------ EXERCISE MATERIALS ------
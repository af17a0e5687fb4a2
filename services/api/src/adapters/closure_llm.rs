//! services/api/src/adapters/closure_llm.rs
//!
//! This module contains the adapter for the event-closure summarization LLM.
//! It implements the `ClosureSummaryService` port from the `core` crate.

use async_openai::{
    config::OpenAIConfig,
    error::OpenAIError,
    types::chat::{
        ChatCompletionRequestSystemMessageArgs, ChatCompletionRequestUserMessageArgs,
        CreateChatCompletionRequestArgs,
    },
    Client,
};
use async_trait::async_trait;
use event_journal_core::domain::EventRecord;
use event_journal_core::ports::{ClosureSummaryService, PortError, PortResult};

const SYSTEM_PROMPT: &str = "你是一个事件总结助手。用户会提供一个事件的标题和按时间排列的全部进展记录，\
请生成一段闭环总结：概述事件的起因与目标、关键进展节点、最终结果，以及值得记住的经验。\
语言简洁、结构清晰，控制在三到五段以内。只输出总结内容本身。";

//=========================================================================================
// The Main Adapter Struct
//=========================================================================================

/// An adapter that implements `ClosureSummaryService` using an OpenAI-compatible LLM.
#[derive(Clone)]
pub struct OpenAiClosureAdapter {
    client: Client<OpenAIConfig>,
    model: String,
}

impl OpenAiClosureAdapter {
    /// Creates a new `OpenAiClosureAdapter`.
    pub fn new(client: Client<OpenAIConfig>, model: String) -> Self {
        Self { client, model }
    }

    /// Renders the title and ordered record list as the user message.
    fn build_input(title: &str, records: &[EventRecord]) -> String {
        let mut input = format!("事件标题：{}\n\n进展记录：\n", title);
        if records.is_empty() {
            input.push_str("（该事件没有任何进展记录）\n");
        } else {
            for (index, record) in records.iter().enumerate() {
                input.push_str(&format!(
                    "{}. [{}] {}\n",
                    index + 1,
                    record.created_at.format("%Y/%m/%d %H:%M"),
                    record.display_text()
                ));
            }
        }
        input
    }
}

//=========================================================================================
// `ClosureSummaryService` Trait Implementation
//=========================================================================================

#[async_trait]
impl ClosureSummaryService for OpenAiClosureAdapter {
    /// Generates the closing retrospective for an event.
    async fn summarize_event(&self, title: &str, records: &[EventRecord]) -> PortResult<String> {
        let messages = vec![
            ChatCompletionRequestSystemMessageArgs::default()
                .content(SYSTEM_PROMPT)
                .build()
                .map_err(|e| PortError::Unexpected(e.to_string()))?
                .into(),
            ChatCompletionRequestUserMessageArgs::default()
                .content(Self::build_input(title, records))
                .build()
                .map_err(|e| PortError::Unexpected(e.to_string()))?
                .into(),
        ];

        let request = CreateChatCompletionRequestArgs::default()
            .model(&self.model)
            .messages(messages)
            .n(1)
            .build()
            .map_err(|e| PortError::Unexpected(e.to_string()))?;

        let response = self
            .client
            .chat()
            .create(request)
            .await
            .map_err(|e: OpenAIError| PortError::Unexpected(e.to_string()))?;

        if let Some(choice) = response.choices.into_iter().next() {
            if let Some(content) = choice.message.content {
                Ok(content.trim().to_string())
            } else {
                Err(PortError::Unexpected(
                    "Closure summarization LLM response contained no text content.".to_string(),
                ))
            }
        } else {
            Err(PortError::Unexpected(
                "Closure summarization LLM returned no choices in its response.".to_string(),
            ))
        }
    }
}

#[cfg(test)]
mod tests {
    use super::*;
    use chrono::{TimeZone, Utc};
    use uuid::Uuid;

    #[test]
    fn input_lists_records_in_order_with_timestamps() {
        let event_id = Uuid::new_v4();
        let records: Vec<EventRecord> = ["联系了供应商", "拿到了报价"]
            .iter()
            .enumerate()
            .map(|(i, text)| EventRecord {
                id: Uuid::new_v4(),
                event_id,
                original_content: text.to_string(),
                ai_summary: String::new(),
                created_at: Utc.with_ymd_and_hms(2024, 6, 10 + i as u32, 9, 0, 0).unwrap(),
            })
            .collect();

        let input = OpenAiClosureAdapter::build_input("采购新设备", &records);
        assert!(input.starts_with("事件标题：采购新设备\n"));
        assert!(input.contains("1. [2024/06/10 09:00] 联系了供应商"));
        assert!(input.contains("2. [2024/06/11 09:00] 拿到了报价"));
    }

    #[test]
    fn input_marks_empty_record_lists() {
        let input = OpenAiClosureAdapter::build_input("空事件", &[]);
        assert!(input.contains("没有任何进展记录"));
    }
}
------
## WORK TO BE COMPLETED:
Check each line in the records for the word "拿到了报价" and say how many have it, with nothing else.

## RESULT OF THE EXERCISE:
2